Si chiamava Jalel Jlassi, ma per tutti a Palermo era semplicemente Jo. Imprenditore edile di 42 anni, stimato e apprezzato per la sua abilità artigiana e la dedizione al lavoro, è la vittima del drammatico incidente stradale avvenuto venerdì sera lungo la circonvallazione. La sua è una storia di integrazione e determinazione: giunto per la prima volta in Sicilia all’inizio degli anni Duemila a bordo di un barcone, dopo un periodo trascorso lavorando tra l’Italia e la Tunisia aveva scelto Palermo come sua città d’adozione, stabilendovisi definitivamente nel 2021.
Jo era padre di 4 figli
Nel capoluogo si era fatto conoscere nel settore dell’edilizia grazie alla gestione di una piccola impresa, impegnandosi in complessi lavori di ristrutturazione di appartamenti e immobili residentiali. Padre di quattro figli e legato a una compagna residente nel quartiere di Tommaso Natale, dalla quale aveva avuto recentemente un bambino, era considerato da molti un lavoratore infaticabile.
L’incidente
La tragedia si è consumata mentre l’uomo stava rientrando verso casa dopo essere uscito da un cantiere situato nel centro cittadino.
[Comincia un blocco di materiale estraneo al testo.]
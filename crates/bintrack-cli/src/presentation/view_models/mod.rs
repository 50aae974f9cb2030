pub mod catalog;
pub mod common;
pub mod history;
pub mod inventory;
pub mod mutation;
pub mod result;
pub mod system;
pub mod tui;

pub use catalog::{BinEntryViewModel, BinListViewModel, ProductEntryViewModel, ProductListViewModel};
pub use common::{Guidance, StatusBadge, StatusLevel, ViewMode};
pub use history::{HistoryEntryViewModel, HistoryListViewModel, HistoryStatsViewModel};
pub use inventory::{InventoryBody, InventoryViewModel, RecordRowViewModel, TotalsViewModel};
pub use mutation::{DeleteConfirmationViewModel, MutationKind, MutationViewModel};
pub use result::CommandResultViewModel;
pub use system::{ConfigInitViewModel, ConfigViewModel, HealthViewModel, LogoutViewModel};
pub use tui::{
    FieldFocus, FormFieldViewModel, ModalViewModel, NoticeViewModel, ScreenViewModel,
    SuggestionItemViewModel, SuggestionListViewModel,
};

use std::fmt;

/// Bridge from a ViewModel to the view that displays it.
pub trait CreateView {
    fn create_view<'a>(&'a self, mode: ViewMode) -> Box<dyn fmt::Display + 'a>;
}
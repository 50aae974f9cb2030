pub mod catalog;
pub mod history;
pub mod inventory;
pub mod mutation;
pub mod system;
pub mod tui;

use std::fmt;

use crate::presentation::formatters::escape_html;

/// `--format html` for views without dedicated markup: the text rendering,
/// escaped, in a `<pre>` block.
pub(crate) fn preformatted(
    f: &mut fmt::Formatter,
    render: impl FnOnce(&mut String) -> fmt::Result,
) -> fmt::Result {
    let mut buf = String::new();
    render(&mut buf)?;
    writeln!(f, "<pre>{}</pre>", escape_html(buf.trim_end()))
}
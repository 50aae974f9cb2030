use serde::{Deserialize, Serialize};

use super::bin::BinId;

/// Body of the create and update record requests
#[derive(Debug, Clone, PartialEq, Serialize, Deserialize)]
pub struct RecordDraft {
    pub bin_location_id: BinId,
    pub product_upc: String,
    pub product_description: String,
    pub qty_per_case: Option<f64>,
    pub qty_cases: i64,
}

/// Body of the quantity adjustment request
#[derive(Debug, Clone, PartialEq, Eq, Serialize, Deserialize)]
pub struct Adjustment {
    /// Signed change in case count. Never zero once validated.
    pub adjustment: i64,
    pub notes: Option<String>,
}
In sella alla sua moto, una Honda Transalp, stava percorrendo la carreggiata centrale di viale Regione Siciliana in direzione Trapani. Intorno alle 19.40, superata la salita che segue il sottopassaggio di piazzale Einstein, il conducente si è trovato di fronte ad alcune vetture in coda in prossimità del semaforo pedonale.
Nel tentativo di frenare per evitare l’impatto con i veicoli fermi, l’uomo ha perso il controllo del mezzo a due ruote. La moto ha iniziato a sbandare e il quarantaduenne è sbalzato dalla sella, finendo per impattare con violenza contro i montanti del guardrail laterale e riportando lesioni alla testa rivelatesi poi mortali. Il mezzo, privo di controllo, ha proseguito la corsa strisciando sull’asfalto per circa quindici metri fino a colpire una Volkswagen Polo ferma al semaforo.
Il tentativo disperato di rianimarlo
Sul luogo dello schianto sono intervenuti gli agenti del Nucleo Infortunistica della Polizia Municipale. Tra le prime ad prestare soccorso Sonia Pecorella, un’ispettrice della polizia locale, che ha avviato subito le prime manovre di rianimazione cardio-polmonare, affiancata poco dopo da un medico di passaggio e successivamente dal personale sanitario del 118.
Il decesso e i rilievi
Nonostante un’ora di incessanti tentativi di rianimazione, le gravissime ferite riportate non hanno lasciato scampo al motociclista, il cui decesso è stato dichiarato attorno alle 20.30. Dai rilievi effettuati dagli agenti non sono emersi elementi che indichino il coinvolgimento di altri veicoli nella caduta iniziale del mezzo, mentre sia la motocicletta che l’automobile fermata sono state poste sotto sequestro per gli accertamenti legali.